I think Tolle says it best here:

“To offer no resistance to life is to be in a state of grace, ease and lightness. This state is then no longer dependent upon things being in a certain way, good or bad. It seems almost paradoxical, yet when your inner dependency on form is gone, the general conditions of your life, the outer forms, tend to improve greatly. Things, people or conditions that you thought you needed for your happiness now come to you with no struggle or effort on your part, and you are free to enjoy and appreciate them — while they last. All those things, of course, will still pass away, cycles will come and go, but with dependency gone there is no fear of loss anymore. Life flows with ease.”

I still struggle with this one sometimes. Because my attachment to people, relationships, situations is still strong sometimes. But I'm noticing that the more I "let go" and not resist what my life is right at this moment, the more positive things, things I've yearned for are crossing my path.
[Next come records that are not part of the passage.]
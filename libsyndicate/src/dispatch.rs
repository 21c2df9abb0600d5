//! Per-(post, platform) dispatch unit
//!
//! One attempt runs the whole sequence from fresh reads: load post and
//! platform, verify the association, re-check content constraints, invoke
//! the publish capability, commit the pivot status. Attempts tolerate data
//! having changed since the pair was enqueued; every status write is keyed
//! by (post_id, platform_id) and safe to re-issue.

use std::sync::Arc;
use tracing::{info, warn};

use crate::constraints;
use crate::error::{DispatchError, SyndicateError};
use crate::notify::{DispatchFailure, NotificationSink};
use crate::publisher::PublisherRegistry;
use crate::store::Store;
use crate::types::{PivotStatus, PostStatus};

pub struct Dispatcher {
    store: Arc<Store>,
    registry: Arc<PublisherRegistry>,
    sink: Arc<dyn NotificationSink>,
}

impl Dispatcher {
    pub fn new(
        store: Arc<Store>,
        registry: Arc<PublisherRegistry>,
        sink: Arc<dyn NotificationSink>,
    ) -> Self {
        Self {
            store,
            registry,
            sink,
        }
    }

    /// Run one dispatch attempt for a pair.
    ///
    /// `Ok` means the pivot was committed published. A transient error
    /// (`is_transient`) should be retried by the caller; anything else is
    /// terminal on first occurrence.
    pub async fn attempt(
        &self,
        post_id: &str,
        platform_id: &str,
        attempt: u32,
        now: i64,
    ) -> Result<(), DispatchError> {
        info!(post_id, platform_id, attempt, "dispatching");

        let post = self
            .store
            .get_post(post_id)
            .await
            .map_err(as_transient)?
            .ok_or_else(|| DispatchError::PostNotFound(post_id.to_string()))?;

        let platform = self
            .store
            .get_platform(platform_id)
            .await
            .map_err(as_transient)?
            .ok_or_else(|| DispatchError::PlatformNotFound(platform_id.to_string()))?;

        // The pair's association row must exist; a missing row is a data
        // integrity error, not a retryable fault
        self.store
            .get_pivot(post_id, platform_id)
            .await
            .map_err(as_transient)?
            .ok_or_else(|| DispatchError::NotAssociated {
                post_id: post_id.to_string(),
                platform_id: platform_id.to_string(),
            })?;

        // Re-run the constraint gate against current content; the post may
        // have been edited since it was scheduled
        if let Err(violation) = constraints::validate(platform.kind(), &post.content) {
            let reason = violation.to_string();
            self.store
                .set_pivot_status(
                    post_id,
                    platform_id,
                    PivotStatus::Failed,
                    Some(&reason),
                    now,
                )
                .await
                .map_err(as_transient)?;
            warn!(post_id, platform_id, attempt, %reason, "content rejected at dispatch time");
            return Err(DispatchError::ContentRejected(reason));
        }

        let publisher = self.registry.get(platform.kind());
        match publisher.publish(&post).await {
            Ok(()) => {
                self.store
                    .set_pivot_status(post_id, platform_id, PivotStatus::Published, None, now)
                    .await
                    .map_err(as_transient)?;
                info!(post_id, platform_id, attempt, platform = %platform.name, "published");
                self.roll_up(post_id, now).await;
                Ok(())
            }
            Err(e) => {
                let reason = e.to_string();
                self.store
                    .set_pivot_status(
                        post_id,
                        platform_id,
                        PivotStatus::Failed,
                        Some(&reason),
                        now,
                    )
                    .await
                    .map_err(as_transient)?;
                warn!(post_id, platform_id, attempt, error = %reason, "publish attempt failed");
                Err(DispatchError::PublishFailed(reason))
            }
        }
    }

    /// Terminal failure hook: runs exactly once per pair that ends failed,
    /// whether by retry exhaustion or a permanent error. Reloads fresh data,
    /// makes sure the pivot reads failed, and notifies the sink.
    pub async fn on_terminal_failure(
        &self,
        post_id: &str,
        platform_id: &str,
        attempts: u32,
        error: &DispatchError,
        now: i64,
    ) {
        let post = self.store.get_post(post_id).await.ok().flatten();
        let platform = self.store.get_platform(platform_id).await.ok().flatten();

        if post.is_some() && platform.is_some() {
            match self.store.get_pivot(post_id, platform_id).await {
                Ok(Some(pivot)) if pivot.status != PivotStatus::Failed => {
                    if let Err(e) = self
                        .store
                        .set_pivot_status(
                            post_id,
                            platform_id,
                            PivotStatus::Failed,
                            Some(&error.to_string()),
                            now,
                        )
                        .await
                    {
                        warn!(post_id, platform_id, error = %e, "could not record terminal failure");
                    }
                }
                Ok(_) => {}
                Err(e) => {
                    warn!(post_id, platform_id, error = %e, "could not load pivot for terminal failure");
                }
            }
        }

        self.sink.notify(&DispatchFailure {
            post_id: post_id.to_string(),
            platform_id: platform_id.to_string(),
            attempts,
            error: error.to_string(),
        });

        self.roll_up(post_id, now).await;
    }

    /// Once no pivot of the post remains pending, flip the post from
    /// scheduled to published when at least one platform succeeded. With
    /// every pivot failed the post stays scheduled and the failures stay
    /// visible on the pivots.
    async fn roll_up(&self, post_id: &str, _now: i64) {
        let pivots = match self.store.pivots_for_post(post_id).await {
            Ok(pivots) => pivots,
            Err(e) => {
                warn!(post_id, error = %e, "could not load pivots for roll-up");
                return;
            }
        };

        if pivots.is_empty() || pivots.iter().any(|p| p.status == PivotStatus::Pending) {
            return;
        }
        if !pivots.iter().any(|p| p.status == PivotStatus::Published) {
            return;
        }

        let post = match self.store.get_post(post_id).await {
            Ok(Some(post)) => post,
            Ok(None) => return,
            Err(e) => {
                warn!(post_id, error = %e, "could not load post for roll-up");
                return;
            }
        };

        if post.status == PostStatus::Scheduled {
            if let Err(e) = self
                .store
                .set_post_status(post_id, PostStatus::Published)
                .await
            {
                warn!(post_id, error = %e, "could not roll up post status");
            } else {
                info!(post_id, "all platform dispatches settled, post published");
            }
        }
    }
}

/// Store failures inside an attempt are treated as transient so the retry
/// layer re-runs the attempt rather than losing the pair.
fn as_transient(e: SyndicateError) -> DispatchError {
    DispatchError::PublishFailed(e.to_string())
}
Think about your life for a minute, the things in it that you "aren't happy with." Now, what makes that judgement? Your brain? Or is it something you "feel" inside. I think sometimes we "think" things are worse than they are or we're supposed to be doing this by now or doing that by now, etc. But are those thoughts REALLY ours? Or are they manifestations of societal norms, outside influences, etc.

I guess my point is, there is a difference between what you're thinking and what you're actually feeling, instinctively, intuitively. When you learn to decipher between them, then you'll have an easier time figuring out what you really need to change for you to feel more in sync with your true self and the universe.

And you'll notice that once you get in sync, good things start to happen and opportunities begin to arise all around you.

That being said, the other part of this is relationships/friendships. I used to think if I was friends with someone, like really good friends at one point in my life or another, we would be friends forever. But that's just not what happens in life. There are people, the soul mate kind, who no matter what happens, you're always connected over the years. And then there are the people who come and go, help us along or teach us a lesson and then move on.

I speak generally here, because this is something that I've come across now in my own life more times than I can count on both my hands, whether its been someone wanting more out of my friendship than I'm giving or wanting the direction of the relationship to go a way that it isn't going. And I've been on the other side of this as well.

It often leads to resentment or projection, anger, passive aggressiveness, manipulation, etc. All "out of sync" things.

Which begs the question, why do we sometimes get so caught up in the label we want our relationship or friendship with someone else to be or the direction we want things to go in that we fail to appreciate what that person or situation is offering us just as we both are in this moment?

Why do we focus more on what isn't happening than what IS happening in our lives? Because our egos are trained to constantly hunger for more, to want more, to be dissatisfied with what's in the here and now. Because that would mean the ego is useless, which would lead to its utter demise.

This can be applied to our jobs or perhaps other unsatisfying situations in our current lives, money problems, legal issues, family drama, etc.

There is nothing wrong with changing things that don't feel "right" in our lives anymore. But I think it's important to examine where those feelings are truly coming from, deciding if they're coming from the heart and soul or coming from the mind and outside influences. The answer to those questions will help in deciding where we step next. Another tool to use is that whole "upstream, downstream" analysis I gave a few blogs ago. If you take a step in one direction and you continue to feel "hungry" or unsatisfied or depressed, anxious, etc. then LISTEN to that feedback and adjust your steps accordingly.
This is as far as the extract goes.